Non. La bonification s'applique aux fiches CEE dont les travaux entrent dans le périmètre contractuel du CPE, pour lesquelles l'opérateur s'engage sur une garantie de résultat. Les fiches hors périmètre CPE sont valorisées au tarif standard. En pratique, les fiches de la série IND (industrie) sont les plus facilement intégrables dans un CPE, car leurs indicateurs de performance sont bien définis et mesurables.
Que se passe-t-il si les économies réelles dépassent le niveau garanti ?
Le contrat doit prévoir une clause de "surperformance". Deux options : soit le surplus d'économies est acquis intégralement au bénéficiaire, soit il est partagé entre bénéficiaire et opérateur selon une clé définie (ex. : 70/30). La bonification CEE ayant été calculée sur le niveau garanti, elle n'est pas ajustée en cas de surperformance — le bénéficiaire conserve l'intégralité de la bonification même si les économies réelles sont supérieures à E.
Peut-on cumuler la bonification CPE avec le dispositif Coup de Pouce ?
Non. Les dispositifs de bonification CEE (Coup de Pouce, CPE, bonifications précarité) ne se cumulent pas sur une même opération.
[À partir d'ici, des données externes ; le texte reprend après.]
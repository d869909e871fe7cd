//! Performance Benchmarks for Extended PFCP IEs

use criterion::{black_box, criterion_group, criterion_main, BenchmarkId, Criterion, Throughput};
use pfcp_core::ie::*;
use pfcp_core::message::{session_modification_request::SessionModificationRequestBuilder, Message};
use std::net::Ipv4Addr;

// Benchmark IE marshaling
fn bench_new_ie_marshaling(c: &mut Criterion) {
    let mut group = c.benchmark_group("new_ie_marshaling");

    let query_urr = QueryUrr::new(12345);
    let traffic_endpoint = TrafficEndpointId::new(42);
    let session_change = PfcpSessionChangeInfo::new(0x123456789ABCDEF0, 1);
    let smf_set_id = SmfSetId::new("smf-set-benchmark-001".to_string());

    group.bench_function("query_urr", |b| b.iter(|| black_box(query_urr.marshal())));

    group.bench_function("traffic_endpoint_id", |b| {
        b.iter(|| black_box(traffic_endpoint.marshal()))
    });

    group.bench_function("session_change_info", |b| {
        b.iter(|| black_box(session_change.marshal()))
    });

    group.bench_function("smf_set_id", |b| b.iter(|| black_box(smf_set_id.marshal())));

    group.finish();
}

// Benchmark IE unmarshaling
fn bench_new_ie_unmarshaling(c: &mut Criterion) {
    let mut group = c.benchmark_group("new_ie_unmarshaling");

    // Pre-marshal test data
    let query_urr_data = QueryUrr::new(12345).marshal();
    let traffic_endpoint_data = TrafficEndpointId::new(42).marshal();
    let session_change_data = PfcpSessionChangeInfo::new(0x123456789ABCDEF0, 1).marshal();
    let smf_set_id_data = SmfSetId::new("smf-set-benchmark-001".to_string()).marshal();

    group.bench_function("query_urr", |b| {
        b.iter(|| black_box(QueryUrr::unmarshal(&query_urr_data).unwrap()))
    });

    group.bench_function("traffic_endpoint_id", |b| {
        b.iter(|| black_box(TrafficEndpointId::unmarshal(&traffic_endpoint_data).unwrap()))
    });

    group.bench_function("session_change_info", |b| {
        b.iter(|| black_box(PfcpSessionChangeInfo::unmarshal(&session_change_data).unwrap()))
    });

    group.bench_function("smf_set_id", |b| {
        b.iter(|| black_box(SmfSetId::unmarshal(&smf_set_id_data).unwrap()))
    });

    group.finish();
}

// Benchmark session modification with Query URR
fn bench_session_modification_with_query_urr(c: &mut Criterion) {
    let mut group = c.benchmark_group("session_modification_query_urr");

    // Test different numbers of Query URRs
    for &urr_count in &[1, 5, 10, 20] {
        group.throughput(Throughput::Elements(urr_count as u64));

        group.bench_with_input(
            BenchmarkId::new("marshal", urr_count),
            &urr_count,
            |b, &count| {
                b.iter(|| {
                    let mut query_urr_ies = Vec::new();
                    for i in 0..count {
                        let query_urr = QueryUrr::new(i as u32 + 1);
                        query_urr_ies.push(Ie::new(IeType::QueryUrr, query_urr.marshal()));
                    }

                    let msg = SessionModificationRequestBuilder::new(
                        0x123456789ABCDEF0, // seid
                        1,                  // sequence
                    )
                    .query_urrs(query_urr_ies)
                    .build();

                    black_box(msg.marshal());
                })
            },
        );
    }

    group.finish();
}

// Benchmark round-trip performance (marshal + unmarshal)
fn bench_round_trip_performance(c: &mut Criterion) {
    let mut group = c.benchmark_group("round_trip");

    let query_urr = QueryUrr::new(12345);
    let traffic_endpoint = TrafficEndpointId::new(42);
    let session_change = PfcpSessionChangeInfo::new(0x123456789ABCDEF0, 1);

    group.bench_function("query_urr_round_trip", |b| {
        b.iter(|| {
            let marshaled = query_urr.marshal();
            black_box(QueryUrr::unmarshal(&marshaled).unwrap());
        })
    });

    group.bench_function("traffic_endpoint_round_trip", |b| {
        b.iter(|| {
            let marshaled = traffic_endpoint.marshal();
            black_box(TrafficEndpointId::unmarshal(&marshaled).unwrap());
        })
    });

    group.bench_function("session_change_round_trip", |b| {
        b.iter(|| {
            let marshaled = session_change.marshal();
            black_box(PfcpSessionChangeInfo::unmarshal(&marshaled).unwrap());
        })
    });

    group.finish();
}

// Benchmark memory allocation patterns
fn bench_memory_patterns(c: &mut Criterion) {
    let mut group = c.benchmark_group("memory_patterns");

    group.bench_function("ie_creation_batch", |b| {
        b.iter(|| {
            for i in 0..100 {
                black_box(QueryUrr::new(i));
                black_box(TrafficEndpointId::new(i as u8));
            }
        })
    });

    group.bench_function("ie_marshal_batch", |b| {
        let ies: Vec<_> = (0..100).map(QueryUrr::new).collect();
        b.iter(|| {
            for ie in &ies {
                black_box(ie.marshal());
            }
        })
    });

    group.finish();
}

// Benchmark comparison with baseline IEs
fn bench_baseline_comparison(c: &mut Criterion) {
    let mut group = c.benchmark_group("baseline_comparison");

    // New IEs
    let query_urr = QueryUrr::new(12345);
    let traffic_endpoint = TrafficEndpointId::new(42);

    // Baseline IEs for comparison
    let node_id = node_id::NodeId::new_ipv4(Ipv4Addr::new(10, 0, 0, 1));
    let fseid = fseid::Fseid::new(0x123456789ABCDEF0, Some(Ipv4Addr::new(10, 0, 0, 1)), None);

    group.bench_function("new_query_urr", |b| {
        b.iter(|| black_box(query_urr.marshal()))
    });

    group.bench_function("new_traffic_endpoint", |b| {
        b.iter(|| black_box(traffic_endpoint.marshal()))
    });

    group.bench_function("baseline_node_id", |b| {
        b.iter(|| black_box(node_id.marshal()))
    });

    group.bench_function("baseline_fseid", |b| b.iter(|| black_box(fseid.marshal())));

    group.finish();
}

criterion_group!(
    benches,
    bench_new_ie_marshaling,
    bench_new_ie_unmarshaling,
    bench_session_modification_with_query_urr,
    bench_round_trip_performance,
    bench_memory_patterns,
    bench_baseline_comparison
);

criterion_main!(benches);
// src/ie/cp_function_features.rs

//! CP Function Features Information Element.

use bitflags::bitflags;

bitflags! {
    #[derive(Debug, Clone, Copy, PartialEq, Eq, PartialOrd, Ord, Hash, Default)]
    pub struct CPFunctionFeatures: u8 {
        const LOAD = 1 << 0; // Bit 1
        const OVRL = 1 << 1; // Bit 2
        const EPCO = 1 << 2; // Bit 3
        const DDEX = 1 << 3; // Bit 4
        const PFDL = 1 << 4; // Bit 5
        const APDP = 1 << 5; // Bit 6
        const PFDC = 1 << 6; // Bit 7
    }
}

impl CPFunctionFeatures {
    pub fn new(features: u8) -> Self {
        CPFunctionFeatures::from_bits_truncate(features)
    }

    pub fn marshal(&self) -> [u8; 1] {
        self.bits().to_be_bytes()
    }

    pub fn unmarshal(data: &[u8]) -> Result<Self, std::io::Error> {
        if data.is_empty() {
            return Err(std::io::Error::new(
                std::io::ErrorKind::InvalidData,
                "Not enough data for CPFunctionFeatures",
            ));
        }
        Ok(CPFunctionFeatures::from_bits_truncate(data[0]))
    }
}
Un projet entrant dans un CPE utilise la bonification CPE de l'article 6, qui est généralement plus avantageuse pour les sites industriels que les autres dispositifs de majoration.
Les primes CEE bonifiées sont-elles versées en une fois ou de façon étalée ?
En principe, les primes CEE sont versées après dépôt et validation du dossier, soit quelques semaines à quelques mois après l'achèvement des travaux. Le montant total (standard + bonification) est versé en une seule fois, sous réserve de la validation de la conformité du contrat CPE par l'obligé. Il n'y a pas d'étalement sur la durée du CPE pour les primes CEE — en revanche, si le contrat prévoit des "jalons de performance" avec primes CEE associées à chaque jalon, le versement peut être fractionné.